*** DATA FOR ANALYSIS Section Begins ***

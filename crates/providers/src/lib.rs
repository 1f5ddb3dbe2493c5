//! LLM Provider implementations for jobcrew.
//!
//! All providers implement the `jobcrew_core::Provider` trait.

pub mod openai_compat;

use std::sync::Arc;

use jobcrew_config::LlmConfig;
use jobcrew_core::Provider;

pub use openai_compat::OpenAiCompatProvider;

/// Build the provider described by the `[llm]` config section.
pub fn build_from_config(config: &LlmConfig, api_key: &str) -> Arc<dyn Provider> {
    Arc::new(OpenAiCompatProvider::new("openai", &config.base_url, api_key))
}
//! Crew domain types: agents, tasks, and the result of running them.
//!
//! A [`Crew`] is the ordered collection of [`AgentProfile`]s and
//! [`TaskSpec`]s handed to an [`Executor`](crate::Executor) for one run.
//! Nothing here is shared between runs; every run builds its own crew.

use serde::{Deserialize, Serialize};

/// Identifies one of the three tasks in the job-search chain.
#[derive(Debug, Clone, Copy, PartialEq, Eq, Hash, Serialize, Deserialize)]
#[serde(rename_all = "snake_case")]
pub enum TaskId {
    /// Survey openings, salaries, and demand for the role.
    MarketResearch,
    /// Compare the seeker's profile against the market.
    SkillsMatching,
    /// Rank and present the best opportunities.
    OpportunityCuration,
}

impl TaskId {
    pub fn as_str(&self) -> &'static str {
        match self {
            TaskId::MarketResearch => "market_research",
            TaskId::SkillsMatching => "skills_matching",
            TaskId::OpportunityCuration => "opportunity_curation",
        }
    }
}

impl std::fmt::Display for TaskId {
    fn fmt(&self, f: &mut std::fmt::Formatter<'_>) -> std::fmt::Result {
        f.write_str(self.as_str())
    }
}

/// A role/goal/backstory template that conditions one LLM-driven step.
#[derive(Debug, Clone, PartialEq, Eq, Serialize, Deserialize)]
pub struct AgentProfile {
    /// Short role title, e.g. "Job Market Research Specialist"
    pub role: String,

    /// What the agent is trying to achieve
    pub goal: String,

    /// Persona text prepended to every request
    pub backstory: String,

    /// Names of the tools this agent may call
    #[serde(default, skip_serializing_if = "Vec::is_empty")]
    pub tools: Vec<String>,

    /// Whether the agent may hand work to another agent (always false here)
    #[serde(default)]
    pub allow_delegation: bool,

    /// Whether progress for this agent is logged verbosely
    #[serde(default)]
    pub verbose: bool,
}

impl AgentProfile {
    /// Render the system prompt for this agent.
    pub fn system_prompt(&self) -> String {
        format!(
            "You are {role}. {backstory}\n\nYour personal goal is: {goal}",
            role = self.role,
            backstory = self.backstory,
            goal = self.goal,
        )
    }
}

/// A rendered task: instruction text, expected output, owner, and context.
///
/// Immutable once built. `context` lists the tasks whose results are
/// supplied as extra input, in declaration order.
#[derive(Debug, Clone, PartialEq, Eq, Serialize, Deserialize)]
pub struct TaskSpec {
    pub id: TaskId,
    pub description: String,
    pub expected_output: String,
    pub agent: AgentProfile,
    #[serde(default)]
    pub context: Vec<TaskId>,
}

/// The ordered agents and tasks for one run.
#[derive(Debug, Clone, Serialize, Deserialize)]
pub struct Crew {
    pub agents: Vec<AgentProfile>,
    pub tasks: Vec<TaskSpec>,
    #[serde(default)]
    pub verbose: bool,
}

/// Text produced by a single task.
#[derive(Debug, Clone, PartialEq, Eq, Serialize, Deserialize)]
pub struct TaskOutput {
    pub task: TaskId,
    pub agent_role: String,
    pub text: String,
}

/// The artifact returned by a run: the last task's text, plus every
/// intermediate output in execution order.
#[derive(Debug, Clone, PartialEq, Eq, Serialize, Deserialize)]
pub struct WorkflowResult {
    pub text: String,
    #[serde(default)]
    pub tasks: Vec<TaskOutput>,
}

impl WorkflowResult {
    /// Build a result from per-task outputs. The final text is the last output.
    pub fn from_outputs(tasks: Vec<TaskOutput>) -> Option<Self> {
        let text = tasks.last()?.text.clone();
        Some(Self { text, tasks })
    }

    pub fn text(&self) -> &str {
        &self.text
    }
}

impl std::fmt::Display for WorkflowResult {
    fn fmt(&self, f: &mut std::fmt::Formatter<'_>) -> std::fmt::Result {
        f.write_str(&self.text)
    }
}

*** DATA FOR ANALYSIS Section Ends ***

→ TASK REQUIREMENTS
Your task is to show every line of the listing above containing "goal".

→ WRITTEN RESPONSE
/// A role/goal/backstory template that conditions one LLM-driven step.
    pub goal: String,
            "You are {role}. {backstory}\n\nYour personal goal is: {goal}",
            goal = self.goal,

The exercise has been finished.